Each entry that appears below should be restated word for word.

************

//! API Middleware
//!
//! Bearer-token authentication for Axum. The `Authenticated` extractor
//! resolves the acting user from the Authorization header: parse, verify
//! signature and expiry, then load the referenced user so a deleted
//! account cannot keep using an old token.

use axum::{
    async_trait,
    extract::FromRequestParts,
    http::{header::AUTHORIZATION, request::Parts},
    response::Response,
};
use std::sync::Arc;

use crate::auth::auth_service::{extract_bearer_token, AuthService};
use crate::shared::authorization::AuthContext;
use crate::shared::error::PlatformError;
use crate::user::repository::UserRepository;

/// Application state containing shared services
#[derive(Clone)]
pub struct AppState {
    pub auth_service: Arc<AuthService>,
    pub user_repo: Arc<UserRepository>,
}

/// Authenticated user extractor.
/// Validates the JWT and attaches the acting user as an `AuthContext`.
pub struct Authenticated(pub AuthContext);

impl std::ops::Deref for Authenticated {
    type Target = AuthContext;

    fn deref(&self) -> &Self::Target {
        &self.0
    }
}

#[async_trait]
impl<S> FromRequestParts<S> for Authenticated
where
    S: Send + Sync,
{
    type Rejection = PlatformError;

    async fn from_request_parts(parts: &mut Parts, _state: &S) -> Result<Self, Self::Rejection> {
        // AppState is injected into request extensions by AuthLayer
        let app_state = parts
            .extensions
            .get::<AppState>()
            .ok_or_else(|| PlatformError::internal("Auth services not configured"))?;

        let token = parts
            .headers
            .get(AUTHORIZATION)
            .and_then(|v| v.to_str().ok())
            .and_then(extract_bearer_token)
            .ok_or_else(|| PlatformError::unauthorized("Missing authentication token"))?;

        let claims = app_state.auth_service.validate_token(token)?;

        // The token subject must still resolve to a live user.
        let user = app_state
            .user_repo
            .find_by_id(&claims.sub)
            .await?
            .ok_or_else(|| PlatformError::unauthorized("Unknown user"))?;

        Ok(Authenticated(AuthContext::from_user(&user)))
    }
}

/// Middleware layer that injects AppState into request extensions,
/// enabling the `Authenticated` extractor.
use std::future::Future;
use std::pin::Pin;
use std::task::{Context, Poll};
use tower::{Layer, Service};

#[derive(Clone)]
pub struct AuthLayer {
    state: AppState,
}

impl AuthLayer {
    pub fn new(state: AppState) -> Self {
        Self { state }
    }
}

impl<S> Layer<S> for AuthLayer {
    type Service = AuthMiddleware<S>;

    fn layer(&self, inner: S) -> Self::Service {
        AuthMiddleware {
            inner,
            state: self.state.clone(),
        }
    }
}

#[derive(Clone)]
pub struct AuthMiddleware<S> {
    inner: S,
    state: AppState,
}

impl<S, B> Service<axum::http::Request<B>> for AuthMiddleware<S>
where
    S: Service<axum::http::Request<B>, Response = Response> + Send + Clone + 'static,
    S::Future: Send + 'static,
    B: Send + 'static,
{
    type Response = S::Response;
    type Error = S::Error;
    type Future = Pin<Box<dyn Future<Output = Result<Self::Response, Self::Error>> + Send>>;

    fn poll_ready(&mut self, cx: &mut Context<'_>) -> Poll<Result<(), Self::Error>> {
        self.inner.poll_ready(cx)
    }

    fn call(&mut self, mut req: axum::http::Request<B>) -> Self::Future {
        req.extensions_mut().insert(self.state.clone());

        let future = self.inner.call(req);
        Box::pin(async move { future.await })
    }
}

************

**SOLUTION TO THE PROBLEM**:
//! API Middleware
//!
//! Bearer-token authentication for Axum. The `Authenticated` extractor
//! resolves the acting user from the Authorization header: parse, verify
//! signature and expiry, then load the referenced user so a deleted
//! account cannot keep using an old token.

use axum::{
    async_trait,
    extract::FromRequestParts,
    http::{header::AUTHORIZATION, request::Parts},
    response::Response,
};
use std::sync::Arc;

use crate::auth::auth_service::{extract_bearer_token, AuthService};
use crate::shared::authorization::AuthContext;
use crate::shared::error::PlatformError;
use crate::user::repository::UserRepository;

/// Application state containing shared services
#[derive(Clone)]
pub struct AppState {
    pub auth_service: Arc<AuthService>,
    pub user_repo: Arc<UserRepository>,
}

/// Authenticated user extractor.
/// Validates the JWT and attaches the acting user as an `AuthContext`.
pub struct Authenticated(pub AuthContext);

impl std::ops::Deref for Authenticated {
    type Target = AuthContext;

    fn deref(&self) -> &Self::Target {
        &self.0
    }
}

#[async_trait]
impl<S> FromRequestParts<S> for Authenticated
where
    S: Send + Sync,
{
    type Rejection = PlatformError;

    async fn from_request_parts(parts: &mut Parts, _state: &S) -> Result<Self, Self::Rejection> {
        // AppState is injected into request extensions by AuthLayer
        let app_state = parts
            .extensions
            .get::<AppState>()
            .ok_or_else(|| PlatformError::internal("Auth services not configured"))?;

        let token = parts
            .headers
            .get(AUTHORIZATION)
            .and_then(|v| v.to_str().ok())
            .and_then(extract_bearer_token)
            .ok_or_else(|| PlatformError::unauthorized("Missing authentication token"))?;

        let claims = app_state.auth_service.validate_token(token)?;

        // The token subject must still resolve to a live user.
        let user = app_state
            .user_repo
            .find_by_id(&claims.sub)
            .await?
            .ok_or_else(|| PlatformError::unauthorized("Unknown user"))?;

        Ok(Authenticated(AuthContext::from_user(&user)))
    }
}

/// Middleware layer that injects AppState into request extensions,
/// enabling the `Authenticated` extractor.
use std::future::Future;
use std::pin::Pin;
use std::task::{Context, Poll};
use tower::{Layer, Service};

#[derive(Clone)]
pub struct AuthLayer {
    state: AppState,
}

impl AuthLayer {
    pub fn new(state: AppState) -> Self {
        Self { state }
    }
}

impl<S> Layer<S> for AuthLayer {
    type Service = AuthMiddleware<S>;

    fn layer(&self, inner: S) -> Self::Service {
        AuthMiddleware {
            inner,
            state: self.state.clone(),
        }
    }
}

#[derive(Clone)]
pub struct AuthMiddleware<S> {
    inner: S,
    state: AppState,
}

impl<S, B> Service<axum::http::Request<B>> for AuthMiddleware<S>
where
    S: Service<axum::http::Request<B>, Response = Response> + Send + Clone + 'static,
    S::Future: Send + 'static,
    B: Send + 'static,
{
    type Response = S::Response;
    type Error = S::Error;
    type Future = Pin<Box<dyn Future<Output = Result<Self::Response, Self::Error>> + Send>>;

    fn poll_ready(&mut self, cx: &mut Context<'_>) -> Poll<Result<(), Self::Error>> {
        self.inner.poll_ready(cx)
    }

    fn call(&mut self, mut req: axum::http::Request<B>) -> Self::Future {
        req.extensions_mut().insert(self.state.clone());

        let future = self.inner.call(req);
        Box::pin(async move { future.await })
    }
}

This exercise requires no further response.